Osteoarthritis (OA) is a degenerative joint disease that is the most common type of arthritis. It involves the breakdown of cartilage, the tissue that cushions the ends of bones within a joint. This breakdown leads to pain, stiffness, and reduced range of motion.
Causes:
OA is primarily caused by wear and tear on the joints over time. However, several factors can increase the risk of developing OA:
- Age: The risk of OA increases with age as cartilage naturally breaks down over the years.
- Genetics: A family history of OA may increase your likelihood of developing the condition.
- Obesity: Excess weight puts additional stress on weight-bearing joints like the hips and knees, accelerating cartilage breakdown.
- Joint injury: Previous injuries to a joint, such as fractures or ligament tears, can increase the risk of OA later in life.
- Repetitive stress: Occupations or activities that involve repetitive joint motion can contribute to OA.
- Bone deformities: Congenital or acquired bone deformities can alter joint mechanics and increase the risk of OA.
- Sex: Women are more likely to develop OA than men, especially after age 50.
Symptoms:
OA symptoms typically develop slowly and worsen over time. They can vary in severity, and may include:
- Pain: Joint pain that worsens with activity and improves with rest.
- Stiffness: Joint stiffness, especially in the morning or after periods of inactivity.
- Tenderness: The joint may be tender to the touch.
- Reduced range of motion: Difficulty moving the joint through its full range of motion.
- Grating sensation: A grinding or grating sensation when the joint is moved.
- Bone spurs: Hard lumps or bumps may form around the affected joint.
- Swelling: Inflammation in the joint can cause it to swell.
Diagnosis:
Diagnosing OA typically involves a combination of:
- Medical history: The doctor will ask about your symptoms, their onset, and any factors that may be contributing to your joint pain.
- Physical examination: The doctor will examine the affected joint, checking for tenderness, swelling, redness, and range of motion.
- Imaging tests:
- X-rays: Can show cartilage loss, bone spurs, and joint space narrowing.
- MRI: May be used to provide more detailed images of cartilage and soft tissues, but is not always necessary for OA diagnosis.
- Blood tests: Generally not used to diagnose OA, but may be ordered to rule out other types of arthritis, such as rheumatoid arthritis.

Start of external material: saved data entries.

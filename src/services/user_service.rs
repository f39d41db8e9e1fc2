//! User service layer.
//!
//! Cached user lookups on top of an [`AsyncUserClient`].

use crate::cache::TimedCache;
use crate::client::AsyncUserClient;
use crate::error::UserApiResult;
use crate::models::User;
use std::sync::Arc;

/// Fetches users, keeping successful results for the cache TTL.
pub struct UserService {
    client: Arc<dyn AsyncUserClient>,
    cache: TimedCache<u64, User>,
}

impl UserService {
    pub fn new(client: Arc<dyn AsyncUserClient>, cache_ttl_secs: u64) -> Self {
        Self {
            client,
            cache: TimedCache::new(cache_ttl_secs),
        }
    }

    /// Get a user, from the cache when a fresh copy exists.
    ///
    /// Failed fetches are not cached; the error is returned unchanged.
    pub async fn get_user(&self, id: u64) -> UserApiResult<User> {
        if let Some(user) = self.cache.get(&id) {
            tracing::debug!(user_id = id, "User cache hit");
            return Ok(user);
        }

        tracing::debug!(user_id = id, "User cache miss, fetching");
        let user = self.client.fetch_user(id).await?;
        self.cache.insert(id, user.clone());

        Ok(user)
    }

    /// Forget the cached copy of one user.
    pub fn invalidate(&self, id: u64) {
        self.cache.remove(&id);
    }

    pub fn clear_cache(&self) {
        self.cache.clear();
    }
}
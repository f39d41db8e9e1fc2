//! Async wrapper around the synchronous UserClient.
//!
//! HTTP calls run on tokio's blocking thread pool so they never stall the
//! async runtime.

use crate::client::UserClient;
use crate::error::{UserApiError, UserApiResult};
use crate::models::User;
use async_trait::async_trait;
use std::sync::Arc;

/// Async user lookups.
///
/// Services depend on this trait rather than on [`UserClient`], so tests can
/// substitute an in-memory implementation.
#[async_trait]
pub trait AsyncUserClient: Send + Sync {
    async fn fetch_user(&self, id: u64) -> UserApiResult<User>;
}

/// Async wrapper around synchronous UserClient.
#[derive(Clone)]
pub struct AsyncUserClientImpl {
    client: Arc<UserClient>,
}

impl AsyncUserClientImpl {
    pub fn new(client: UserClient) -> Self {
        Self {
            client: Arc::new(client),
        }
    }

    /// The wrapped blocking client.
    pub fn inner(&self) -> &UserClient {
        &self.client
    }
}

#[async_trait]
impl AsyncUserClient for AsyncUserClientImpl {
    async fn fetch_user(&self, id: u64) -> UserApiResult<User> {
        let client = self.client.clone();

        tokio::task::spawn_blocking(move || client.fetch_user(id))
            .await
            .map_err(|e| UserApiError::HttpError(format!("Task join error: {}", e)))?
    }
}
mod mock_user_client;

pub use mock_user_client::MockUserClient;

- Joint fluid analysis: In some cases, fluid may be drawn from the joint to check for inflammation and rule out infection or other conditions.
Treatment:
There is no cure for OA, but treatment focuses on managing pain, improving joint function, and slowing disease progression. Treatment options include:
- Lifestyle modifications:
- Weight management: Losing excess weight can reduce stress on weight-bearing joints.
- Exercise: Regular low-impact exercise, such as walking, swimming, or cycling, can strengthen muscles around the joint and improve its function.
- Rest and joint care: Avoiding activities that aggravate joint pain and using supportive devices like braces or splints.
- Pain relievers:
- Over-the-counter pain relievers: Medications like acetaminophen, ibuprofen, or naproxen can help manage mild to moderate pain.
- Prescription pain relievers: Stronger pain relievrs, such as tramadol or opioids, may be used for more severe pain, but carry a risk of side effects and dependence.
- Topical pain relievers: Creams, gels, or patches ceontaining medications like NSAIDs or capsaicin can be applied to the skin over the affected joint.
- Anti-inflammatory medications:
- NSAIDs: Nonsteroidal anti-inflammatory drugs (NSAIDs) reduce both pain and inflammation. They are available in oral and topical forms.
- Corticosteroids: Oral or injected corticosteroids can reduce inflammation and pain, but long-term use can have significant side effects.
- Injections:
- Corticosteroid injections: Injections of corticosteroids into the joint can provide temporary pain relief and reduce inflammation.
- Hyaluronic acid injections: Injections of hyaluronic acid into the joint may provide some pain relief and improve joint function by lubricating the joint.
- Physical therapy: A physical therapist can teach exercises to strengthen muscles, improve range of motion, and reduce pain.
- Occupational therapy: An occupational therapist can help you find ways to perform daily activities with less joint stress.
- Assistive devices: Canes, walkers, braces, and shoe inserts can help support joints and reduce pain.
- Surgery: If other treatments are not effective, surgery may be an option:
- Joint replacement: Damaged joints are replaced with artificial ones (e.g., hip replacement, knee replacement).
- Arthroscopy: A minimally invasive procedure to repair or remove damaged cartilage.
- Osteotomy: A procedure to realign a bone to reduce stress on the joint.
- Complementary and alternative therapies: Some people find relief with therapies like acupuncture, massage, or supplements such as glucosamine and chondroitin. However, the evidence supporting these treatments is mixed.